In the Descent, the plot deviates from the usual “make a wrong turn, meet an axe murderer” type of scenario. The story starts with a tragic accident where Sarah (Shauna Macdonald) loses her husband and daughter. A year later, she goes on a hiking trip with five of her friends to help with the healing process. They head off on an expedition into the depths of Appalachia, discovering later on that their fearless leader Juno (Natalie Mendoza) has deliberately left all of the maps behind so they can explore the unknown without limits.

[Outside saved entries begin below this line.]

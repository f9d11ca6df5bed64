// crates/worker/src/session.rs
//! The worker's long-running loop: update assets, open the control stream,
//! process tasks. Any cycle failure backs off and starts the cycle over.

use std::time::Duration;

use anyhow::{bail, Context};
use futures_util::stream::{SplitSink, SplitStream};
use futures_util::{SinkExt, StreamExt};
use serde_json::Value;
use tokio_tungstenite::tungstenite::Message;
use tokio_tungstenite::{connect_async, MaybeTlsStream, WebSocketStream};
use tracing::{debug, error, info};

use crate::config::WorkerConfig;
use crate::runner;
use crate::update;

/// Pause before retrying after a failed cycle.
pub const RETRY_DELAY: Duration = Duration::from_secs(5);

type WsStream = WebSocketStream<MaybeTlsStream<tokio::net::TcpStream>>;
type WsSink = SplitSink<WsStream, Message>;
type WsSource = SplitStream<WsStream>;

pub struct WorkerClient {
    config: WorkerConfig,
    http: reqwest::Client,
}

impl WorkerClient {
    pub fn new(config: WorkerConfig) -> Self {
        Self {
            config,
            http: reqwest::Client::new(),
        }
    }

    /// Run forever. Each failed cycle logs, sleeps, and retries; only the
    /// embedder (or Ctrl-C in the binary) ends the loop.
    pub async fn run(&self) {
        loop {
            if let Err(err) = self.cycle().await {
                error!(
                    error = format!("{err:#}"),
                    retry_secs = RETRY_DELAY.as_secs(),
                    "worker cycle failed, backing off"
                );
                tokio::time::sleep(RETRY_DELAY).await;
            }
        }
    }

    async fn cycle(&self) -> anyhow::Result<()> {
        self.update_assets().await?;
        self.work().await
    }

    async fn update_assets(&self) -> anyhow::Result<()> {
        info!("checking for update");
        let remote = update::remote_version(&self.http, &self.config.http_base()).await?;
        let installed = update::installed_version(&self.config.version_file).await;
        if self.config.always_update || installed.as_deref() != Some(remote.as_str()) {
            update::perform_update(&self.http, &self.config, &remote).await?;
        } else {
            info!("assets up to date");
        }
        Ok(())
    }

    /// One full control-stream session. Never returns success: however the
    /// stream ends (close, rejection, error), the cycle goes back through
    /// the backoff-and-update path.
    async fn work(&self) -> anyhow::Result<()> {
        let url = self.config.ws_url();
        debug!(%url, "connecting");
        let (ws, _) = connect_async(url.as_str())
            .await
            .context("connecting to dispatch server")?;
        let (mut sink, mut stream) = ws.split();

        match stream.next().await {
            Some(Ok(Message::Text(text))) if text.as_str() == "ready" => {}
            other => bail!("expected ready greeting, got {other:?}"),
        }

        let mut identify = self.config.identify_payload.clone();
        identify.insert("name".into(), Value::String(self.config.name.clone()));
        sink.send(Message::Text(Value::Object(identify).to_string().into()))
            .await
            .context("sending identify")?;
        info!(name = %self.config.name, "connected, waiting for tasks");

        loop {
            let Some(payload) = next_text(&mut sink, &mut stream).await? else {
                bail!("server closed the stream");
            };
            info!("running task");
            let result = self.execute(&payload, &mut sink, &mut stream).await?;
            debug!("submitting result");
            sink.send(Message::Text(result.to_string().into()))
                .await
                .context("sending result")?;
        }
    }

    /// Run the task while keeping the control stream serviced, so server
    /// pings are answered even during a long computation.
    async fn execute(
        &self,
        payload: &str,
        sink: &mut WsSink,
        stream: &mut WsSource,
    ) -> anyhow::Result<Value> {
        let task = runner::run_task(&self.config, payload);
        tokio::pin!(task);
        loop {
            tokio::select! {
                result = &mut task => return result.context("task execution failed"),
                frame = stream.next() => match frame {
                    Some(Ok(Message::Ping(data))) => {
                        sink.send(Message::Pong(data)).await.context("answering ping")?;
                    }
                    Some(Ok(Message::Close(_))) | None => bail!("server closed the stream mid-task"),
                    Some(Ok(_)) => {}
                    Some(Err(err)) => return Err(err).context("control stream failed mid-task"),
                },
            }
        }
    }
}

/// Next text frame, answering pings along the way. `None` on a clean close.
async fn next_text(sink: &mut WsSink, stream: &mut WsSource) -> anyhow::Result<Option<String>> {
    loop {
        match stream.next().await {
            Some(Ok(Message::Text(text))) => return Ok(Some(text.as_str().to_owned())),
            Some(Ok(Message::Ping(data))) => {
                sink.send(Message::Pong(data)).await.context("answering ping")?;
            }
            Some(Ok(Message::Close(_))) | None => return Ok(None),
            Some(Ok(_)) => {}
            Some(Err(err)) => return Err(err).context("control stream failed"),
        }
    }
}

Moving Forward with the Story
The girls eventually come across some time-worn climbing gear and some mysterious cave paintings. They hear ominous noises, indicating something lurking in the dark. Of course, that’s when things go horribly wrong, fast. Not only is the place also pitch black but also teeming with bats and wall-crawling, blood-thirsty creatures. To survive, they will need to navigate the narrow claustrophobic spaces, conquer unbelievable heights and face themselves.
Something New to Enjoy
It’s not exactly the most creative back story but it is a welcome change. Finally, we’ve got an honest to goodness, scary movie that doesn’t have to pepper the film with clichés every five seconds. The creatures are feral savages so you don’t just get the blood spatters and entrails but everything in between. It also helps that the protagonists don’t fall under the typical, damsel in distress types. For the most part, they’re strong, female leads that aren’t afraid to kick some butt. Sarah Carter is struggling to survive her personal tragedy by taking things one step at a time. The Michelle Rodriguez-esque Juno Kaplan is a headstrong, touch chick with a penchant for risk-taking while Beth O’Brien (Alex Reid) is the kind, nurturing friend. Then there’s Holly (Nora-Jane Noone) and sisters — Sam (MyAnna Buring) and Rebecca Vernet (Saskia Mulder).

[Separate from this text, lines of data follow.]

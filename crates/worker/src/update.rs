// crates/worker/src/update.rs
//! Asset bundle updates: version probe, download, extraction.

use std::path::{Path, PathBuf};

use anyhow::{bail, Context};
use async_zip::base::read::mem::ZipFileReader;
use tracing::info;

use crate::config::WorkerConfig;

/// Version tag recorded next to the assets, if any.
pub async fn installed_version(path: &Path) -> Option<String> {
    tokio::fs::read_to_string(path).await.ok()
}

/// Record the installed tag. Temp-write + rename, so a torn write can never
/// leave a bogus tag that suppresses the next update.
pub async fn record_version(path: &Path, version: &str) -> anyhow::Result<()> {
    let tmp = path.with_extension("tmp");
    tokio::fs::write(&tmp, version)
        .await
        .with_context(|| format!("writing {}", tmp.display()))?;
    tokio::fs::rename(&tmp, path)
        .await
        .with_context(|| format!("replacing {}", path.display()))?;
    Ok(())
}

/// Ask the server which bundle it currently serves.
pub async fn remote_version(http: &reqwest::Client, base_url: &str) -> anyhow::Result<String> {
    let response = http
        .get(format!("{base_url}/version"))
        .send()
        .await
        .context("requesting version")?
        .error_for_status()
        .context("version request rejected")?;
    response.text().await.context("reading version body")
}

/// Wipe the assets directory and install the bundle for `version`.
pub async fn perform_update(
    http: &reqwest::Client,
    config: &WorkerConfig,
    version: &str,
) -> anyhow::Result<()> {
    let dir = &config.task_assets_dir;
    if tokio::fs::metadata(dir).await.is_ok() {
        info!("removing stale task assets");
        tokio::fs::remove_dir_all(dir)
            .await
            .with_context(|| format!("removing {}", dir.display()))?;
    }
    tokio::fs::create_dir_all(dir)
        .await
        .with_context(|| format!("creating {}", dir.display()))?;

    info!(version, "downloading asset bundle");
    let response = http
        .get(format!("{}/assets.zip", config.http_base()))
        .send()
        .await
        .context("requesting asset bundle")?
        .error_for_status()
        .context("asset bundle request rejected")?;
    let bytes = response.bytes().await.context("downloading asset bundle")?;

    extract_bundle(bytes.to_vec(), dir).await?;
    record_version(&config.version_file, version).await?;
    info!(version, "assets updated");
    Ok(())
}

/// Unzip an in-memory bundle into `dest`. Entry names are confined to the
/// destination: absolute paths and `..` components are rejected.
pub async fn extract_bundle(data: Vec<u8>, dest: &Path) -> anyhow::Result<()> {
    let reader = ZipFileReader::new(data).await.context("reading asset bundle")?;
    for index in 0..reader.file().entries().len() {
        let (name, is_dir) = {
            let entry = &reader.file().entries()[index];
            let name = entry
                .filename()
                .as_str()
                .context("non-UTF-8 bundle entry name")?
                .to_owned();
            (name, entry.dir().context("reading bundle entry metadata")?)
        };
        let target = confined_path(dest, &name)?;
        if is_dir {
            tokio::fs::create_dir_all(&target)
                .await
                .with_context(|| format!("creating {}", target.display()))?;
            continue;
        }
        if let Some(parent) = target.parent() {
            tokio::fs::create_dir_all(parent)
                .await
                .with_context(|| format!("creating {}", parent.display()))?;
        }
        let mut entry_reader = reader
            .reader_with_entry(index)
            .await
            .with_context(|| format!("opening bundle entry {name}"))?;
        let mut contents = Vec::new();
        entry_reader
            .read_to_end_checked(&mut contents)
            .await
            .with_context(|| format!("decompressing bundle entry {name}"))?;
        tokio::fs::write(&target, contents)
            .await
            .with_context(|| format!("writing {}", target.display()))?;
    }
    Ok(())
}

fn confined_path(dest: &Path, name: &str) -> anyhow::Result<PathBuf> {
    let mut path = dest.to_path_buf();
    for component in Path::new(name).components() {
        match component {
            std::path::Component::Normal(part) => path.push(part),
            std::path::Component::CurDir => {}
            _ => bail!("bundle entry {name:?} escapes the assets directory"),
        }
    }
    Ok(path)
}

The first thing the film does is to make you like these characters. The first scenes establish their bond and camaraderie while hinting at some underlying conflicts. It was hinted that, at some point in time, Juno had a relationship with Sarah’s husband. To complicate things further, Beth was caught in between as she had knowledge of it. The time allotted for character development is short but by the time the film decides to separate them and pick them off one by one, you’re already a bit invested in the leads. That’s how things should be. Having the chance to somehow identify with the protagonists certainly packs more of a punch as compared to watching some generic blonde bimbo.
Marshall successfully created this atmospheric, deliciously disturbing film. It was immersive, with a palpable sense of despair. If you cringe at the thought of tight spaces, well then you’re in for a treat. The film as a heavy dose of claustrophia-inducing scenes that are sure to make you squirm. Imagery depicting the overwhelming darkness, tight cramped spaces and hellish visions makes for a fascinating concoction. As a bonus to movie buffs, the film also draws inspiration from movies such as Carrie, Apocalypse Now and even The Blair Witch Project.
Familiar Kind of Freaky
In terms of movie monsters, the crawlers were nothing short of interesting. They started out as wide-eyed creatures and were finalized as humanoid terrors instead. To explain their appearance, they were implied to be cavemen who have never seen the light. Not only were there males, there were women and children — adding a dash of plausible realism to the film. The prosthetics were so well-designed that the exclusively female cast got a scare when they saw the actors in crawler gear for the first time. They weren’t allowed to see the final look for the creatures until it was time to film the scene when they first appear. The actresses were genuinely terrified, which made the acting just that much more believable as a result.
All in all, the Descent is a winning combination of novel ideas, thought-provoking visuals and good ol’ horror movie jump scares. The acting is believable and the homage hidden within the film’s imagery is enjoyable not only for movie buffs but art fans as well.
Our recommendation? Watch it and swear off spelunking for the rest of your life.